They spoke little and only occasionally, in short sentences that never became conversation or dialogue, any hint of which died a natural death, interrupted by the attention that the woman was giving to her body, in which she was utterly absorbed, and by the indirect attention that the man, too, was giving to her body, through his camera lens. In fact, I don’t recall his ever stopping to look at her directly, with his own eyes, with nothing between his eyes and her. In that respect, he was like me, for I, in turn, viewed them either through the veil of my myopia or through my magnifying hat. Of the four of us, only Luisa could see everything without difficulty or mediation. I don’t think the woman saw or even looked at anyone; she used her mirror only to scrutinize and inspect, and often put on a pair of extravagant space-age sunglasses.

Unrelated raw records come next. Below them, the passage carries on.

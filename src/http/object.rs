use axum::{extract::State, http::StatusCode};
use serde::Deserialize;
use tracing::info;

use crate::{
    api,
    db::{object, Object, Store},
};

use super::{nullable, Error, FieldErrors, Json, Path, SharedAppState};

const NAME_LEN: usize = 100;

pub(super) fn view(object: Object) -> api::Object {
    api::Object {
        id: object.id,
        name: object.name,
        address: object.address,
        description: object.description,
    }
}

pub async fn list(
    State(state): State<SharedAppState>,
) -> Result<Json<Vec<api::Object>>, Error> {
    let objects = state.store.list_objects().await?;
    Ok(Json(objects.into_iter().map(view).collect()))
}

#[derive(Deserialize)]
pub struct CreateInput {
    name: String,
    address: String,
    #[serde(default)]
    description: Option<String>,
}

pub async fn create(
    State(state): State<SharedAppState>,
    Json(CreateInput {
        name,
        address,
        description,
    }): Json<CreateInput>,
) -> Result<(StatusCode, Json<api::Object>), Error> {
    let mut errors = FieldErrors::new();
    check_name(&*state.store, &name, None, &mut errors).await?;
    if address.trim().is_empty() {
        errors.add("address", "Обязательное поле.");
    }
    errors.check()?;

    let object = Object {
        id: object::Id::new(),
        name,
        address,
        description,
    };
    state.store.write_object(&object).await?;
    info!(name = %object.name, "object created");

    Ok((StatusCode::CREATED, Json(view(object))))
}

#[derive(Deserialize)]
pub struct UpdateInput {
    name: Option<String>,
    address: Option<String>,
    #[serde(default, deserialize_with = "nullable")]
    description: Option<Option<String>>,
}

pub async fn update(
    State(state): State<SharedAppState>,
    Path(id): Path<object::Id>,
    Json(input): Json<UpdateInput>,
) -> Result<Json<api::Object>, Error> {
    let mut object = state
        .store
        .get_object_by_id(id)
        .await?
        .ok_or_else(Error::not_found)?;

    let mut errors = FieldErrors::new();
    if let Some(name) = &input.name {
        check_name(&*state.store, name, Some(id), &mut errors).await?;
    }
    if input.address.as_deref().is_some_and(|a| a.trim().is_empty()) {
        errors.add("address", "Обязательное поле.");
    }
    errors.check()?;

    if let Some(name) = input.name {
        object.name = name;
    }
    if let Some(address) = input.address {
        object.address = address;
    }
    if let Some(description) = input.description {
        object.description = description;
    }
    state.store.write_object(&object).await?;

    Ok(Json(view(object)))
}

/// Removes the object along with every material stored at it.
pub async fn delete(
    State(state): State<SharedAppState>,
    Path(id): Path<object::Id>,
) -> Result<StatusCode, Error> {
    if !state.store.delete_object(id).await? {
        return Err(Error::not_found());
    }
    info!(%id, "object deleted");
    Ok(StatusCode::NO_CONTENT)
}

async fn check_name(
    store: &dyn Store,
    name: &str,
    this: Option<object::Id>,
    errors: &mut FieldErrors,
) -> Result<(), Error> {
    errors.check_len("name", name, NAME_LEN);
    if name.trim().is_empty() {
        errors.add("name", "Обязательное поле.");
    } else if store
        .get_object_by_name(name)
        .await?
        .is_some_and(|other| Some(other.id) != this)
    {
        errors.add("name", "Объект с таким названием уже существует.");
    }
    Ok(())
}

“The sun’s hot today, isn’t it? You should put on more sunscreen—you don’t want to burn,” the fat man would say, pausing in his circular tours of his adored one’s body, and when he didn’t receive an immediate answer he’d say her name, the way mothers say their children’s names: “Inés. Inés.”
“Yes, it’s definitely hotter than yesterday, but I’ve put on some S.P.F. ten,” Inés replied, reluctantly and barely audibly, while, with a pair of tweezers, she plucked a tiny hair from her chin.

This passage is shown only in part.